» What is needed
Reply only with how many lines below contain "seeking".

» Task material
━━━━━━━━━━━━━━━━━━━━

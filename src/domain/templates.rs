use serde::Serialize;

/// Consumer email providers worth surfacing in queries and extraction.
pub const EMAIL_DOMAINS: &[&str] = &[
    "@gmail.com",
    "@outlook.com",
    "@hotmail.com",
    "@live.com",
    "@yahoo.com",
    "@icloud.com",
    "@me.com",
    "@aol.com",
    "@comcast.net",
    "@verizon.net",
    "@att.net",
];

pub const SOCIAL_SITES: &[&str] = &[
    "instagram.com",
    "facebook.com",
    "twitter.com",
    "linkedin.com",
    "reddit.com",
    "tiktok.com",
    "nextdoor.com",
    "youtube.com",
    "pinterest.com",
    "craigslist.org",
];

#[derive(Debug, Clone, Copy, PartialEq, Eq, Serialize)]
pub enum TemplateCategory {
    ServiceProviders,
    HomeBuyers,
    HomeSellers,
    HomeImprovement,
    Other,
}

impl TemplateCategory {
    pub fn label(&self) -> &'static str {
        match self {
            TemplateCategory::ServiceProviders => "Service Providers",
            TemplateCategory::HomeBuyers => "Home Buyers",
            TemplateCategory::HomeSellers => "Home Sellers",
            TemplateCategory::HomeImprovement => "Home Improvement",
            TemplateCategory::Other => "Other",
        }
    }
}

/// A named lead-finding strategy: what to search for, where, and what
/// phrasing signals an active request.
#[derive(Debug, Clone, Copy, Serialize)]
pub struct SearchTemplate {
    pub name: &'static str,
    pub description: &'static str,
    pub category: TemplateCategory,
    pub keywords: &'static [&'static str],
    pub intent_phrases: &'static [&'static str],
    pub exclude_terms: &'static [&'static str],
    /// Subreddits worth restricting reddit.com to, instead of the whole site.
    pub subreddits: &'static [&'static str],
}

impl SearchTemplate {
    pub fn sites(&self) -> &'static [&'static str] {
        SOCIAL_SITES
    }

    /// Templates hunting for private people rather than professionals.
    /// Their candidates rarely publish contact info, so the persistence
    /// gate accepts an intent or keyword hit instead.
    pub fn is_people_category(&self) -> bool {
        self.category != TemplateCategory::ServiceProviders
    }
}

const TEMPLATES: &[SearchTemplate] = &[
    SearchTemplate {
        name: "realtors",
        description: "Find real estate agents and realtors",
        category: TemplateCategory::ServiceProviders,
        keywords: &[
            "realtor",
            "real estate agent",
            "listing agent",
            "buyer's agent",
            "broker",
            "real estate broker",
        ],
        intent_phrases: &[
            "looking for a realtor",
            "need a realtor",
            "recommend a realtor",
            "real estate agent recommendations",
            "seeking a realtor",
            "looking for a real estate agent",
        ],
        exclude_terms: &["job", "hiring", "career"],
        subreddits: &["RealEstate", "realtors"],
    },
    SearchTemplate {
        name: "contractors",
        description: "Find contractors and home improvement professionals",
        category: TemplateCategory::ServiceProviders,
        keywords: &[
            "contractor",
            "general contractor",
            "licensed contractor",
            "home improvement",
            "handyman",
            "remodeling",
            "renovation",
            "home renovation",
        ],
        intent_phrases: &[
            "looking for a contractor",
            "need a contractor",
            "recommend a contractor",
            "any contractor recommendations",
            "looking for a handyman",
            "need a handyman",
        ],
        exclude_terms: &["job", "hiring", "career"],
        subreddits: &["Contractor", "HomeImprovement"],
    },
    SearchTemplate {
        name: "home_buyers",
        description: "Find people who recently bought homes",
        category: TemplateCategory::HomeBuyers,
        keywords: &[
            "just bought a house",
            "new homeowner",
            "bought my first home",
            "closed on my house",
            "new home purchase",
            "house closing",
            "finally a homeowner",
            "offer accepted",
            "under contract",
        ],
        intent_phrases: &[
            "looking to buy a home",
            "house hunting",
            "first time buyer",
            "buying a house",
            "pre-approved for mortgage",
        ],
        exclude_terms: &["realtor", "agent", "for sale", "listing"],
        subreddits: &["RealEstate", "FirstTimeHomeBuyer", "homeowners"],
    },
    SearchTemplate {
        name: "first_time_buyers",
        description: "Find first-time home buyers",
        category: TemplateCategory::HomeBuyers,
        keywords: &[
            "first time home buyer",
            "first home",
            "buying my first house",
            "looking to buy a home",
            "house hunting",
            "pre-approved for mortgage",
            "mortgage pre-approval",
        ],
        intent_phrases: &[
            "first time buyer",
            "buying my first home",
            "looking to buy a home",
            "house hunting",
            "need a mortgage",
        ],
        exclude_terms: &["realtor", "agent", "tips", "advice"],
        subreddits: &["FirstTimeHomeBuyer", "Mortgages"],
    },
    SearchTemplate {
        name: "home_sellers",
        description: "Find people looking to sell their homes",
        category: TemplateCategory::HomeSellers,
        keywords: &[
            "selling my house",
            "need to sell my home",
            "house for sale",
            "looking for a realtor",
            "need a real estate agent",
            "want to list my house",
            "sell my home",
            "list my home",
        ],
        intent_phrases: &[
            "need to sell my house",
            "looking to sell my home",
            "want to list my house",
            "selling my home",
            "need a realtor",
        ],
        exclude_terms: &["realtor", "agent", "I can help"],
        subreddits: &["RealEstate", "homeowners"],
    },
    SearchTemplate {
        name: "downsizing",
        description: "Find people downsizing/selling homes",
        category: TemplateCategory::HomeSellers,
        keywords: &[
            "downsizing our home",
            "empty nester",
            "moving to smaller house",
            "selling family home",
            "too much house",
            "retiring and moving",
            "downsizing house",
        ],
        intent_phrases: &[
            "looking to downsize",
            "downsizing our home",
            "moving to a smaller house",
            "sell family home",
            "empty nest downsizing",
        ],
        exclude_terms: &["realtor", "agent"],
        subreddits: &["RealEstate", "retirement"],
    },
    SearchTemplate {
        name: "renovation_needed",
        description: "Find people needing home renovations",
        category: TemplateCategory::HomeImprovement,
        keywords: &[
            "need renovation",
            "fixer upper",
            "home improvement needed",
            "need to remodel",
            "kitchen renovation",
            "bathroom remodel",
            "need contractor",
            "home remodel",
            "renovation project",
        ],
        intent_phrases: &[
            "need a contractor",
            "looking for a contractor",
            "need renovation",
            "need to remodel",
            "remodeling contractor",
        ],
        exclude_terms: &["contractor", "business", "hire me"],
        subreddits: &["HomeImprovement", "Renovations"],
    },
    SearchTemplate {
        name: "home_repair",
        description: "Find people needing home repairs",
        category: TemplateCategory::HomeImprovement,
        keywords: &[
            "need handyman",
            "home repair needed",
            "roof repair",
            "roof leak",
            "leaking roof",
            "plumbing leak",
            "plumbing issue",
            "water heater",
            "pipe burst",
            "electrical problem",
            "electrical repair",
            "hvac repair",
            "ac repair",
            "furnace repair",
            "sump pump",
            "foundation crack",
            "drywall repair",
            "water damage",
        ],
        intent_phrases: &[
            "need repair",
            "need a handyman",
            "looking for repair",
            "fix my",
            "repair needed",
            "plumber recommendation",
            "electrician recommendation",
            "roof repair",
            "plumbing issue",
            "hvac repair",
            "water heater repair",
        ],
        exclude_terms: &["contractor", "business", "hire me"],
        subreddits: &["HomeImprovement", "Plumbing", "hvacadvice"],
    },
    SearchTemplate {
        name: "relocating",
        description: "Find people relocating to new areas",
        category: TemplateCategory::Other,
        keywords: &[
            "moving to",
            "relocating to",
            "transferring to",
            "new job in",
            "just moved to",
            "looking for housing in",
            "moving for work",
            "relocation",
        ],
        intent_phrases: &[
            "moving to",
            "relocating to",
            "just moved to",
            "looking for housing",
            "relocation assistance",
        ],
        exclude_terms: &["realtor", "agent", "moving company"],
        subreddits: &["relocating", "moving"],
    },
    SearchTemplate {
        name: "investors",
        description: "Find real estate investors",
        category: TemplateCategory::Other,
        keywords: &[
            "investment property",
            "rental property",
            "looking to invest in real estate",
            "building portfolio",
            "fix and flip",
            "house flipping",
            "cash buyer",
            "real estate investor",
        ],
        intent_phrases: &[
            "looking to invest",
            "seeking investment property",
            "buying rental property",
            "fix and flip",
            "real estate investor",
        ],
        exclude_terms: &["course", "coaching", "mentor"],
        subreddits: &["realestateinvesting", "Landlord"],
    },
    SearchTemplate {
        name: "urgent_sellers",
        description: "Find people who need to sell quickly",
        category: TemplateCategory::HomeSellers,
        keywords: &[
            "need to sell fast",
            "quick sale needed",
            "divorce selling house",
            "inherited house",
            "foreclosure",
            "sell house quickly",
            "motivated seller",
            "need to sell quickly",
        ],
        intent_phrases: &[
            "need to sell fast",
            "sell my house quickly",
            "urgent sale",
            "motivated seller",
            "sell fast",
        ],
        exclude_terms: &["buy houses", "we buy", "cash offer"],
        subreddits: &["RealEstate"],
    },
];

pub fn all_templates() -> &'static [SearchTemplate] {
    TEMPLATES
}

pub fn get_template(name: &str) -> Option<&'static SearchTemplate> {
    TEMPLATES.iter().find(|t| t.name == name)
}

pub fn list_by_category() -> Vec<(&'static str, Vec<&'static SearchTemplate>)> {
    [
        TemplateCategory::ServiceProviders,
        TemplateCategory::HomeBuyers,
        TemplateCategory::HomeSellers,
        TemplateCategory::HomeImprovement,
        TemplateCategory::Other,
    ]
    .iter()
    .map(|category| {
        (
            category.label(),
            TEMPLATES.iter().filter(|t| t.category == *category).collect(),
        )
    })
    .collect()
}

#[cfg(test)]
mod tests {
    use super::*;

    #[test]
    fn every_template_is_reachable_by_name() {
        for template in all_templates() {
            assert!(get_template(template.name).is_some());
        }
        assert!(get_template("nope").is_none());
    }

    #[test]
    fn categories_cover_all_templates() {
        let listed: usize = list_by_category().iter().map(|(_, t)| t.len()).sum();
        assert_eq!(listed, all_templates().len());
    }

    #[test]
    fn only_service_providers_require_contact_info() {
        assert!(!get_template("realtors").unwrap().is_people_category());
        assert!(!get_template("contractors").unwrap().is_people_category());
        assert!(get_template("home_sellers").unwrap().is_people_category());
        assert!(get_template("relocating").unwrap().is_people_category());
    }
}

━━━━━━━━━━━━━━━━━━━━

» Expected answer
2